Pilgrimage of Protest

From all points in East Germany, some 500,000 came to West Berlin last week for the second distribution of "Eisenhower packets" of free food. Lines formed early at 13 centers, beneath signs warning the people to keep mum about their identities and beware of informers. One twelve-year-old girl thought she spotted one: she told police that her East Zone teacher had been standing near her in the line, but had moved furtively away when she noticed him. The teacher explained that he had moved because he too had feared betrayal--by the little girl.

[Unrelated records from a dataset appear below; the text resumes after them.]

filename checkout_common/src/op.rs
/// Implements the arithmetic operator traits for single-field newtypes by delegating to the inner value.
#[macro_export]
macro_rules! op {
    (binary $for_struct:ident, $impl_trait:ident, $impl_fn:ident) => {
        impl $impl_trait for $for_struct {
            type Output = Self;

            fn $impl_fn(self, rhs: Self) -> Self::Output {
                Self(self.0.$impl_fn(rhs.0))
            }
        }
    };

    (inplace $for_struct:ident, $impl_trait:ident, $impl_fn:ident) => {
        impl $impl_trait for $for_struct {
            fn $impl_fn(&mut self, rhs: Self) {
                self.0.$impl_fn(rhs.0)
            }
        }
    };

    (unary $for_struct:ident, $impl_trait:ident, $impl_fn:ident) => {
        impl $impl_trait for $for_struct {
            type Output = Self;

            fn $impl_fn(self) -> Self::Output {
                Self(self.0.$impl_fn())
            }
        }
    };
}
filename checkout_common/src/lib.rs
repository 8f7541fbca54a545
mod cents;

pub mod helpers;
pub mod op;
mod secret;

pub use cents::{Cents, CentsConversionError, DEFAULT_CURRENCY_CODE};
pub use secret::Secret;
//! Async mutual exclusion per key.
//!
//! The orchestrator uses this to serialise work on a single order or a single payment while leaving unrelated keys
//! free to proceed concurrently. Entries are dropped from the map once nobody holds or waits for the key's lock.
use std::{
    collections::HashMap,
    hash::Hash,
    sync::{Arc, Mutex, Weak},
};

use tokio::sync::{Mutex as AsyncMutex, OwnedMutexGuard};

pub struct KeyedLocks<K> {
    locks: Mutex<HashMap<K, Weak<AsyncMutex<()>>>>,
}

impl<K> Default for KeyedLocks<K> {
    fn default() -> Self {
        Self { locks: Mutex::new(HashMap::new()) }
    }
}

impl<K: Eq + Hash + Clone> KeyedLocks<K> {
    pub fn new() -> Self {
        Self::default()
    }

    fn lock_for(&self, key: &K) -> Arc<AsyncMutex<()>> {
        let mut locks = self.locks.lock().unwrap_or_else(|e| e.into_inner());
        if let Some(lock) = locks.get(key).and_then(Weak::upgrade) {
            return lock;
        }
        locks.retain(|_, lock| lock.strong_count() > 0);
        let lock = Arc::new(AsyncMutex::new(()));
        locks.insert(key.clone(), Arc::downgrade(&lock));
        lock
    }

    /// Waits until the lock for `key` is free and takes it. The lock is released when the guard is dropped.
    pub async fn lock(&self, key: &K) -> OwnedMutexGuard<()> {
        self.lock_for(key).lock_owned().await
    }

    #[cfg(test)]
    fn active_keys(&self) -> usize {
        let locks = self.locks.lock().unwrap_or_else(|e| e.into_inner());
        locks.values().filter(|lock| lock.strong_count() > 0).count()
    }
}
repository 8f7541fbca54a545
use std::fmt::{self, Debug, Display};

/// Holds configuration values (API keys, shared secrets) that must never show up in logs.
///
/// Both `Debug` and `Display` print a mask. Use [`Secret::reveal`] at the single point where the value is needed.
#[derive(Clone, Default, PartialEq, Eq)]
pub struct Secret<T>
where T: Clone + Default
{
    value: T,
}

impl<T: Clone + Default> Secret<T> {
    pub fn new(value: T) -> Self {
        Self { value }
    }

    pub fn reveal(&self) -> &T {
        &self.value
    }
}

impl Secret<String> {
    pub fn is_empty(&self) -> bool {
        self.value.is_empty()
    }
}

impl<T: Clone + Default> From<T> for Secret<T> {
    fn from(value: T) -> Self {
        Self::new(value)
    }
}

impl<T: Clone + Default> Debug for Secret<T> {
    fn fmt(&self, f: &mut fmt::Formatter<'_>) -> fmt::Result {
        f.write_str("****")
    }
}

impl<T: Clone + Default> Display for Secret<T> {
    fn fmt(&self, f: &mut fmt::Formatter<'_>) -> fmt::Result {
        f.write_str("****")
    }
}
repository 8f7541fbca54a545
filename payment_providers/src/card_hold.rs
use std::sync::Arc;

use checkout_common::Cents;
use log::*;
use reqwest::Client;
use serde::{Deserialize, Serialize};
use serde_json::Value;

use crate::{
    config::CardHoldConfig,
    helpers::{decode_json_payload, encode_json_payload, sha1_base64, signatures_match},
    ProviderApiError,
};

pub const CARD_HOLD_API_VERSION: &str = "3";
pub const ACTION_HOLD: &str = "hold";
pub const ACTION_HOLD_COMPLETION: &str = "hold_completion";

/// Status strings reported by the card-hold provider.
pub mod card_hold_status {
    pub const HOLD_WAIT: &str = "hold_wait";
    pub const SUCCESS: &str = "success";
    pub const ERROR: &str = "error";
    pub const FAILURE: &str = "failure";
    pub const REVERSED: &str = "reversed";
}

/// A base64-encoded JSON payload and its signature. This is the envelope used in both directions: for requests we
/// send and for the callbacks the provider posts back to us.
#[derive(Debug, Clone, PartialEq, Eq, Serialize, Deserialize)]
pub struct SignedEnvelope {
    pub data: String,
    pub signature: String,
}

#[derive(Debug, Clone, Serialize)]
struct HoldRequest<'a> {
    public_key: &'a str,
    version: &'a str,
    action: &'a str,
    amount: String,
    currency: &'a str,
    description: &'a str,
    order_id: &'a str,
    #[serde(skip_serializing_if = "str::is_empty")]
    result_url: &'a str,
    #[serde(skip_serializing_if = "str::is_empty")]
    server_url: &'a str,
}

#[derive(Debug, Clone, Serialize)]
struct HoldCompletionRequest<'a> {
    public_key: &'a str,
    version: &'a str,
    action: &'a str,
    amount: String,
    order_id: &'a str,
}

#[derive(Clone)]
pub struct CardHoldApi {
    config: CardHoldConfig,
    client: Arc<Client>,
}

impl CardHoldApi {
    pub fn new(config: CardHoldConfig) -> Result<Self, ProviderApiError> {
        if config.private_key.is_empty() {
            return Err(ProviderApiError::Initialization("The card-hold private key is empty".into()));
        }
        let client = Client::builder().build().map_err(|e| ProviderApiError::Initialization(e.to_string()))?;
        Ok(Self { config, client: Arc::new(client) })
    }

    pub fn config(&self) -> &CardHoldConfig {
        &self.config
    }

    /// `base64(sha1(private_key + data + private_key))`
    pub fn sign(&self, data: &str) -> String {
        let key = self.config.private_key.reveal().as_bytes();
        sha1_base64(&[key, data.as_bytes(), key])
    }

    pub fn verify_signature(&self, data: &str, signature: &str) -> bool {
        signatures_match(&self.sign(data), signature)
    }

    pub fn envelope<T: Serialize>(&self, payload: &T) -> Result<SignedEnvelope, ProviderApiError> {
        let data = encode_json_payload(payload)?;
        let signature = self.sign(&data);
        Ok(SignedEnvelope { data, signature })
    }

    /// Decodes the `data` field of a callback envelope into a JSON object. The signature is not checked here.
    pub fn decode_payload(&self, data: &str) -> Result<Value, ProviderApiError> {
        decode_json_payload(data)
    }

    /// Renders the auto-submitting HTML form that starts a hold on the provider's checkout page.
    pub fn hold_form(&self, order_ref: &str, amount: Cents, description: &str) -> Result<String, ProviderApiError> {
        let request = HoldRequest {
            public_key: &self.config.public_key,
            version: CARD_HOLD_API_VERSION,
            action: ACTION_HOLD,
            amount: amount.to_decimal_string(),
            currency: &self.config.currency,
            description,
            order_id: order_ref,
            result_url: &self.config.result_url,
            server_url: &self.config.callback_url,
        };
        let SignedEnvelope { data, signature } = self.envelope(&request)?;
        debug!("💳️ Rendering card-hold form for transaction {order_ref}");
        Ok(format!(
            "<form method=\"POST\" action=\"{url}\" accept-charset=\"utf-8\">\n<input type=\"hidden\" \
             name=\"data\" value=\"{data}\" />\n<input type=\"hidden\" name=\"signature\" value=\"{signature}\" \
             />\n<button type=\"submit\">Pay</button>\n</form>",
            url = self.config.checkout_url
        ))
    }

    /// Captures a previously held amount. Returns the provider's raw JSON response.
    pub async fn complete_hold(&self, order_ref: &str, amount: Cents) -> Result<Value, ProviderApiError> {
        let request = HoldCompletionRequest {
            public_key: &self.config.public_key,
            version: CARD_HOLD_API_VERSION,
            action: ACTION_HOLD_COMPLETION,
            amount: amount.to_decimal_string(),
            order_id: order_ref,
        };
        let envelope = self.envelope(&request)?;
        trace!("💳️ Sending hold completion for {order_ref} to {}", self.config.api_url);
        let response = self
            .client
            .post(&self.config.api_url)
            .form(&envelope)
            .send()
            .await
            .map_err(|e| ProviderApiError::RequestError(e.to_string()))?;
        if response.status().is_success() {
            let value = response.json::<Value>().await.map_err(|e| ProviderApiError::JsonError(e.to_string()))?;
            if !value.is_object() {
                return Err(ProviderApiError::ResponseError(format!("Expected a JSON object, got {value}")));
            }
            debug!("💳️ Hold completion for {order_ref} returned status {}", value["status"]);
            Ok(value)
        } else {
            let status = response.status().as_u16();
            let message = response.text().await.map_err(|e| ProviderApiError::ResponseError(e.to_string()))?;
            Err(ProviderApiError::QueryError { status, message })
        }
    }
}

It was the journey back home that the Easterners feared most. The despised Volkspolizei were now checking all trains. Often they confiscated the parcels outright, and sent the lard, canned milk and beans along to their barracks. But those who merely lost their much needed gifts were lucky. The Vopos fined or arrested many. Some were accused of being American agents, a crime punishable by imprisonment or death, and to others the courts began meting out prison sentences as drastic as five years. On top of threat and punishment, the Reds tried by public ridicule to halt the sad parade of their hungry subjects. In Ruppin they put up posters showing a local man and his wife beside a well-stacked table. "The needy collect Ami food parcels," the signs read. "An example--Reinhard Dehnicke is a kulak with 44 hectares of land. He owns one tractor, three horses, 14 cows, 15 calves, five sheep, ten geese, 13 ducks, and employs two helpers." In East Berlin they pilloried Pastor Hermann Erhardt of the Pankow borough. "Has the pastor collected parcels because he is needy?" the signs asked. "He said he did it out of Christian charity. What a sham!"

But the more the Communists applied the pressure, the more East Germans defied them. By week's end the flow west had passed 65,000 a day and was still growing. "Why do you come at such risk?" one of the East Germans was asked. "Because they do not want us to come," said he bitterly. What began as a hunger parade had grown into a pilgrimage of protest.